Stored data
- - - - - - -

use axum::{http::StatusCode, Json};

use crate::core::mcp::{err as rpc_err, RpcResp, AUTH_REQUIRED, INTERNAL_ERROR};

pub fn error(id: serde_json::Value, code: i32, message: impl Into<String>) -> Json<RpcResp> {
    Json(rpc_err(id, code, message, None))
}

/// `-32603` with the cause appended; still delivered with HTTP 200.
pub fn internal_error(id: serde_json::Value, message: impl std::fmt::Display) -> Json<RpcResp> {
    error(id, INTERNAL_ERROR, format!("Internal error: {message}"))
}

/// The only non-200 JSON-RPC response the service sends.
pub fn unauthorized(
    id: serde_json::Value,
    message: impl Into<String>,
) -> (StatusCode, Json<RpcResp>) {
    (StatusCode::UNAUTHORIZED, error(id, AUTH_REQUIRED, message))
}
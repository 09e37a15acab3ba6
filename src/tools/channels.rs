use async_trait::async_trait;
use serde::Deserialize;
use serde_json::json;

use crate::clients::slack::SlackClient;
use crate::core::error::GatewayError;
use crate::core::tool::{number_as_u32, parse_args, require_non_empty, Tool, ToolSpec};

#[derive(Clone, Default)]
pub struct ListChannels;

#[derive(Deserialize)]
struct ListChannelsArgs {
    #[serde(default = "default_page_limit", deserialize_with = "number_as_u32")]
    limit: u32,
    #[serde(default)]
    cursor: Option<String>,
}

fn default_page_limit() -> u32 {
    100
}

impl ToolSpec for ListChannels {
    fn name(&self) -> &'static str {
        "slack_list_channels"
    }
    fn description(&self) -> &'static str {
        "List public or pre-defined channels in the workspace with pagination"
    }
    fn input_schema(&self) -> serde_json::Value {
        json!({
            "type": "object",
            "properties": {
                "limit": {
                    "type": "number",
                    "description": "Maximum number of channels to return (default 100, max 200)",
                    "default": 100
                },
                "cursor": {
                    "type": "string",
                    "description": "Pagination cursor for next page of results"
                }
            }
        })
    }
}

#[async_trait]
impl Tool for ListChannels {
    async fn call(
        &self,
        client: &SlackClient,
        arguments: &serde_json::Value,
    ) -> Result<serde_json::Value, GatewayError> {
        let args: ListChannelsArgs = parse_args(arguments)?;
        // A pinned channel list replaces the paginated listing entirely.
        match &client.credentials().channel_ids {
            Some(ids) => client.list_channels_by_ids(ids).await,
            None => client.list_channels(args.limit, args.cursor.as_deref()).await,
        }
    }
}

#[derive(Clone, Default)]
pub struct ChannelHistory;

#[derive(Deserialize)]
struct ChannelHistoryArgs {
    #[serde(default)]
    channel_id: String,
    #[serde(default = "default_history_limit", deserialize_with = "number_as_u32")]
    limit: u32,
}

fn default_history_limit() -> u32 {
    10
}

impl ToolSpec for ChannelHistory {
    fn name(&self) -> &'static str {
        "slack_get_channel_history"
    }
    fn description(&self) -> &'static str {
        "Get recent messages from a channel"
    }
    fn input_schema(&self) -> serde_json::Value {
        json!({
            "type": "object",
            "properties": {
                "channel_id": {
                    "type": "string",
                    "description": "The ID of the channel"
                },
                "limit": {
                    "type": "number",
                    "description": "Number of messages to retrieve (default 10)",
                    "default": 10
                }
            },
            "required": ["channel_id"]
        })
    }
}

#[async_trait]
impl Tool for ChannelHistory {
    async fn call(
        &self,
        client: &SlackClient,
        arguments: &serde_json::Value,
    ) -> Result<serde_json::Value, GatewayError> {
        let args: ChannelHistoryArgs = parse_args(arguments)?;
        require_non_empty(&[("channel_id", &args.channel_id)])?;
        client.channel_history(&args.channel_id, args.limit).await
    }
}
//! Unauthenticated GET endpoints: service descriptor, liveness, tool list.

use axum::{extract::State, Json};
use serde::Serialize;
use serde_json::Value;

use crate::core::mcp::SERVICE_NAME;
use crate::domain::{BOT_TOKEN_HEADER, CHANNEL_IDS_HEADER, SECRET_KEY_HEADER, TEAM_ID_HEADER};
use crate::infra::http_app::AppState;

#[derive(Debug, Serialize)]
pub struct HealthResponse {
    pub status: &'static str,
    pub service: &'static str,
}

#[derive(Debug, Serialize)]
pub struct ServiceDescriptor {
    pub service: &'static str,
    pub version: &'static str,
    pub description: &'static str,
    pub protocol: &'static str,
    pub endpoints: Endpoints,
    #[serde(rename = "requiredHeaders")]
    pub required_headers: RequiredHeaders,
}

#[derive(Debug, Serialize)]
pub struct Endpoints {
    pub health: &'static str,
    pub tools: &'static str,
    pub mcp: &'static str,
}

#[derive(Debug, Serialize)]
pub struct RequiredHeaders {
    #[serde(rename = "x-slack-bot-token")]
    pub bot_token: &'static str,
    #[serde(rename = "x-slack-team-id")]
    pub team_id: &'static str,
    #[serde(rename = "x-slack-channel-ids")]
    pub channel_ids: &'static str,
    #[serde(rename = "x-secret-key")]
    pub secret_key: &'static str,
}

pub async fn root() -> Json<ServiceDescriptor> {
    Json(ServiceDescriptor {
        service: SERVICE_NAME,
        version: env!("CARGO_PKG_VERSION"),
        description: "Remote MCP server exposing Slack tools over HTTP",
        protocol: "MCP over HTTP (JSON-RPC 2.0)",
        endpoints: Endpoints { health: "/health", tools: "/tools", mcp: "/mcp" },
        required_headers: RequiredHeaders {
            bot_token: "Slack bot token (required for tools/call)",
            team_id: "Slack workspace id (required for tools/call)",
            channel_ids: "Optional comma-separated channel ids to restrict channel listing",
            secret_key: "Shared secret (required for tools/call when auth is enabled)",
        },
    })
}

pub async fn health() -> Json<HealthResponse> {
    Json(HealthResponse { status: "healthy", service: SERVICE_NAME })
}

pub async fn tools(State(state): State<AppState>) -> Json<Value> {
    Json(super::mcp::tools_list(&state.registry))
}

- - - - - - -

Show all lines in the entries above where the word "RpcResp" appears.

> _Result below_:
use crate::core::mcp::{err as rpc_err, RpcResp, AUTH_REQUIRED, INTERNAL_ERROR};
pub fn error(id: serde_json::Value, code: i32, message: impl Into<String>) -> Json<RpcResp> {
pub fn internal_error(id: serde_json::Value, message: impl std::fmt::Display) -> Json<RpcResp> {
) -> (StatusCode, Json<RpcResp>) {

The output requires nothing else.